'Have Fun Stealing Satoshi Coins': Cardano's Hoskinson Mocks Bitcoin Quantum Soft Fork, Warns About North Korea in 2033
A heated confrontation is continuing around Bitcoin, specifically Satoshi’s coins and the quantum threat looming over them. A new round of this confrontation unfolded between Charles Hoskinson and Bitcoin ideologues. The trigger was the discussion of BIP-361, a radical new proposal for protecting the network from quantum computers which, according to Hoskinson, turns Bitcoin into “shitcoin land.”
Presented earlier this week by Jameson Lopp and a group of researchers, BIP-361 implies strict timelines for abandoning old types of addresses vulnerable to quantum attacks: in three years, any incoming transactions to old addresses are banned, and five years after the proposal’s adoption, old digital signatures are made invalid.
Why Hoskinson thinks Bitcoin’s quantum soft fork is legalized theft
Hoskinson, in his latest public airing on X, predictably lashed out at this decision with criticism. Despite Lopp’s thesis that a recovery mechanism and support for frozen wallets are provided, and the fact that if Satoshi himself does not move his coins, they are already effectively dead, Hoskinson believes that even with these reservations, 1.7 million BTC remain at risk.
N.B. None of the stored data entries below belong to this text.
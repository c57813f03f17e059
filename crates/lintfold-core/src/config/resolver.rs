//! Fragment resolution
//!
//! Folds an ordered fragment sequence into one [`ResolvedConfig`]:
//!
//! - `files` and `ignores` are unioned
//! - `languageOptions` is shallow-merged, with `globals` and `parserOptions`
//!   deep-merged
//! - `linterOptions` and `settings` are merged per key, later wins
//! - `plugins` are merged; one name bound to two providers is a conflict
//! - `rules` entries are replaced wholesale by later fragments
//!
//! After the fold every rule id is checked against the providers in the
//! catalog. Problems are collected across the whole sequence and returned
//! together rather than stopping at the first one.

use super::fragment::Fragment;
use super::merge::{merge_language_options, merge_settings, union_patterns};
use super::patterns::{PatternSet, compile_pattern};
use super::resolved::{ResolvedConfig, ResolvedParts};
use crate::catalog::ProviderCatalog;
use crate::error::{ResolveError, ResolveErrors};
use crate::plugin::{split_rule_id, validate_plugin_name};
use indexmap::IndexMap;
use serde_json::Value;
use std::collections::{BTreeSet, HashMap};
use std::path::Path;
use tracing::{debug, info};

/// Result type for resolution
pub type ResolveResult<T> = std::result::Result<T, ResolveErrors>;

/// Resolves fragment sequences against a provider catalog
#[derive(Debug, Clone, Copy)]
pub struct ConfigResolver<'a> {
    catalog: &'a ProviderCatalog,
}

/// Where a plugin name was first bound
#[derive(Debug, Clone)]
struct PluginBinding {
    provider: String,
    index: usize,
}

/// Accumulator for the left-to-right fold
#[derive(Debug, Default)]
struct Fold {
    parts: ResolvedParts,
    bindings: IndexMap<String, PluginBinding>,
    errors: Vec<ResolveError>,
}

impl Fold {
    fn apply(&mut self, index: usize, fragment: &Fragment) {
        debug!(
            "Folding fragment {}{}",
            index,
            fragment
                .name
                .as_deref()
                .map(|name| format!(" ({name})"))
                .unwrap_or_default()
        );

        if let Some(files) = &fragment.files {
            union_patterns(&mut self.parts.files, files);
        }
        if let Some(ignores) = &fragment.ignores {
            union_patterns(&mut self.parts.ignores, ignores);
        }
        if let Some(options) = &fragment.language_options {
            merge_language_options(&mut self.parts.language_options, options);
        }
        if let Some(options) = &fragment.linter_options {
            self.parts.linter_options.merge_with(options);
        }
        if let Some(plugins) = &fragment.plugins {
            for (name, provider) in plugins {
                self.bind_plugin(index, name, provider);
            }
        }
        if let Some(rules) = &fragment.rules {
            for (id, entry) in rules {
                // Full replace: severity and options never merge separately
                self.parts.rules.insert(id.clone(), entry.clone());
            }
        }
        if let Some(settings) = &fragment.settings {
            merge_settings(&mut self.parts.settings, settings);
        }
    }

    fn bind_plugin(&mut self, index: usize, name: &str, provider: &str) {
        if let Err(message) = validate_plugin_name(name) {
            self.errors
                .push(ResolveError::malformed(index, format!("plugins.{name}"), message));
            return;
        }

        match self.bindings.get(name) {
            Some(existing) if existing.provider != provider => {
                self.errors.push(ResolveError::PluginConflict {
                    name: name.to_string(),
                    existing: existing.provider.clone(),
                    existing_index: existing.index,
                    provider: provider.to_string(),
                    index,
                });
            }
            Some(existing) => {
                debug!(
                    "Plugin '{}' re-registered with the same provider (first bound in fragment {})",
                    name, existing.index
                );
            }
            None => {
                self.bindings.insert(
                    name.to_string(),
                    PluginBinding {
                        provider: provider.to_string(),
                        index,
                    },
                );
                self.parts
                    .plugins
                    .insert(name.to_string(), provider.to_string());
            }
        }
    }
}

impl<'a> ConfigResolver<'a> {
    pub fn new(catalog: &'a ProviderCatalog) -> Self {
        Self { catalog }
    }

    pub fn catalog(&self) -> &'a ProviderCatalog {
        self.catalog
    }

    /// Fold `fragments` left to right into one validated configuration
    pub fn resolve(&self, fragments: &[Fragment]) -> ResolveResult<ResolvedConfig> {
        self.resolve_indexed(fragments.iter().enumerate(), Vec::new())
    }

    /// Parse untyped entries (expanding preset names in place), then resolve.
    ///
    /// Shape errors and resolution errors are reported together.
    pub fn resolve_values(&self, entries: &[Value]) -> ResolveResult<ResolvedConfig> {
        let (fragments, errors) = self.parse_entries(entries);
        self.resolve_indexed(
            fragments.iter().map(|(index, fragment)| (*index, fragment)),
            errors,
        )
    }

    /// Resolve the configuration that applies to a single file.
    ///
    /// The whole sequence is validated first. Returns `None` when the file is
    /// ignored or not matched by any `files` pattern; otherwise only fragments
    /// without `files`, or with a `files` pattern matching `path`, are folded.
    /// Rules are then checked again against the plugins of those fragments, so
    /// a rule whose plugin is registered only for other files is `UnknownRule`.
    pub fn resolve_for_file(
        &self,
        fragments: &[Fragment],
        path: &Path,
    ) -> ResolveResult<Option<ResolvedConfig>> {
        let full = self.resolve(fragments)?;
        if !full.is_linted(path) {
            debug!("{} is not linted", path.display());
            return Ok(None);
        }

        let applicable: Vec<(usize, &Fragment)> = fragments
            .iter()
            .enumerate()
            .filter(|(_, fragment)| Self::applies_to(fragment, path))
            .collect();

        let mut fold = Fold::default();
        for &(index, fragment) in &applicable {
            fold.apply(index, fragment);
        }
        // Global ignores apply regardless of which fragments matched
        fold.parts.ignores = full.ignores().clone();

        // Plugins registered only by fragments that don't apply are absent here
        let mut validation = self.validate_rules(applicable.iter().copied(), &fold.bindings);
        fold.errors.append(&mut validation);

        self.finish(fold).map(Some)
    }

    /// Expand presets and parse every entry into a fragment.
    ///
    /// Returned indices are positions in the expanded sequence.
    pub fn parse_entries(&self, entries: &[Value]) -> (Vec<(usize, Fragment)>, Vec<ResolveError>) {
        let mut fragments = Vec::with_capacity(entries.len());
        let mut errors = Vec::new();
        let mut index = 0;

        for entry in entries {
            match entry {
                Value::String(name) => {
                    let Some(preset) = self.catalog.preset(name) else {
                        errors.push(ResolveError::UnknownPreset {
                            index,
                            name: name.clone(),
                        });
                        index += 1;
                        continue;
                    };
                    debug!("Expanding preset '{}' into {} fragments", name, preset.len());

                    for (offset, value) in preset.iter().enumerate() {
                        if value.is_string() {
                            errors.push(ResolveError::malformed(
                                index,
                                "<root>",
                                format!("preset '{name}' cannot include another preset"),
                            ));
                        } else {
                            match Fragment::from_value(index, value) {
                                Ok(mut fragment) => {
                                    fragment
                                        .name
                                        .get_or_insert_with(|| format!("{name}[{offset}]"));
                                    fragments.push((index, fragment));
                                }
                                Err(mut problems) => errors.append(&mut problems),
                            }
                        }
                        index += 1;
                    }
                }
                value => {
                    match Fragment::from_value(index, value) {
                        Ok(fragment) => fragments.push((index, fragment)),
                        Err(mut problems) => errors.append(&mut problems),
                    }
                    index += 1;
                }
            }
        }

        (fragments, errors)
    }

    /// Whether `fragment` contributes to the configuration of `path`
    pub fn applies_to(fragment: &Fragment, path: &Path) -> bool {
        match &fragment.files {
            None => true,
            Some(files) => PatternSet::new(files)
                .map(|set| set.matches(path))
                .unwrap_or(false),
        }
    }

    fn resolve_indexed<'f, I>(
        &self,
        fragments: I,
        mut errors: Vec<ResolveError>,
    ) -> ResolveResult<ResolvedConfig>
    where
        I: Iterator<Item = (usize, &'f Fragment)> + Clone,
    {
        if fragments.clone().next().is_none() && errors.is_empty() {
            return Err(ResolveErrors::new(vec![ResolveError::malformed(
                0,
                "<root>",
                "at least one fragment is required",
            )]));
        }

        let mut fold = Fold::default();
        fold.errors.append(&mut errors);

        for (index, fragment) in fragments.clone() {
            Self::check_patterns(index, fragment, &mut fold.errors);
            fold.apply(index, fragment);
        }

        let mut validation = self.validate_rules(fragments, &fold.bindings);
        fold.errors.append(&mut validation);

        let resolved = self.finish(fold)?;
        info!(
            "Resolved configuration: {} rules ({} enabled), {} plugins, {} ignore patterns",
            resolved.rules().len(),
            resolved.enabled_rules().count(),
            resolved.plugins().len(),
            resolved.ignores().len()
        );
        Ok(resolved)
    }

    fn finish(&self, fold: Fold) -> ResolveResult<ResolvedConfig> {
        if !fold.errors.is_empty() {
            return Err(ResolveErrors::new(fold.errors));
        }

        // Every pattern was compiled on its own in `check_patterns`, which
        // reports the fragment and position; only a set-level build failure
        // can surface here.
        let files = PatternSet::new(&fold.parts.files)
            .map_err(|e| ResolveErrors::new(vec![ResolveError::malformed(0, "files", e.to_string())]))?;
        let ignores = PatternSet::new(&fold.parts.ignores).map_err(|e| {
            ResolveErrors::new(vec![ResolveError::malformed(0, "ignores", e.to_string())])
        })?;

        Ok(ResolvedConfig::from_parts(fold.parts, files, ignores))
    }

    fn check_patterns(index: usize, fragment: &Fragment, errors: &mut Vec<ResolveError>) {
        let fields = [("files", &fragment.files), ("ignores", &fragment.ignores)];
        for (field, patterns) in fields {
            for (i, pattern) in patterns.iter().flatten().enumerate() {
                if let Err(e) = compile_pattern(pattern) {
                    errors.push(ResolveError::malformed(
                        index,
                        format!("{field}[{i}]"),
                        format!("invalid glob '{pattern}': {}", e.kind()),
                    ));
                }
            }
        }
    }

    /// Check every rule id against the provider that should offer it
    fn validate_rules<'f, I>(
        &self,
        fragments: I,
        bindings: &IndexMap<String, PluginBinding>,
    ) -> Vec<ResolveError>
    where
        I: Iterator<Item = (usize, &'f Fragment)>,
    {
        let mut errors = Vec::new();
        let mut known: HashMap<&str, Option<BTreeSet<String>>> = HashMap::new();

        for (name, binding) in bindings {
            let rules = self
                .catalog
                .provider(&binding.provider)
                .map(|provider| provider.list_rule_ids());
            if rules.is_none() {
                errors.push(ResolveError::UnresolvedProvider {
                    index: binding.index,
                    plugin: name.clone(),
                    provider: binding.provider.clone(),
                });
            }
            known.insert(name.as_str(), rules);
        }
        let builtin = self.catalog.builtin().list_rule_ids();

        for (index, fragment) in fragments {
            for rule_id in fragment.rules.iter().flat_map(IndexMap::keys) {
                let (plugin, rule) = split_rule_id(rule_id);
                let provided = match plugin {
                    None => builtin.contains(rule),
                    Some(plugin) => match known.get(plugin) {
                        Some(Some(rules)) => rules.contains(rule),
                        // Already reported as an unresolved provider
                        Some(None) => continue,
                        None => false,
                    },
                };
                if !provided {
                    errors.push(ResolveError::UnknownRule {
                        index,
                        rule_id: rule_id.clone(),
                    });
                }
            }
        }

        errors
    }
}

/// Resolve with the given catalog
pub fn resolve(catalog: &ProviderCatalog, fragments: &[Fragment]) -> ResolveResult<ResolvedConfig> {
    ConfigResolver::new(catalog).resolve(fragments)
}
He emphasized that forced invalidation of old signatures is a direct violation of the principles on which Bitcoin was built and sarcastically wished “good luck” in stealing Satoshi’s coins to BIP-361 supporters.
I did mention that. At least 1.7 million Bitcoin will be rendered unrecoverable with your design.
Have fun stealing Satoshi’s coins.
— Charles Hoskinson (@IOHK_Charles) April 16, 2026
According to the Cardano founder, Bitcoin maximalists have cornered themselves. The network has two bad paths: either allow quantum hackers to steal the coins, or steal them themselves through a soft fork, making them inaccessible to their owners.
Some may argue that it is unlikely that Google would sell quantum computing for hacking. Hoskinson also considers it unlikely. However, a Chinese quantum computer that North Korea could rent in 2033, he argues, would show different results.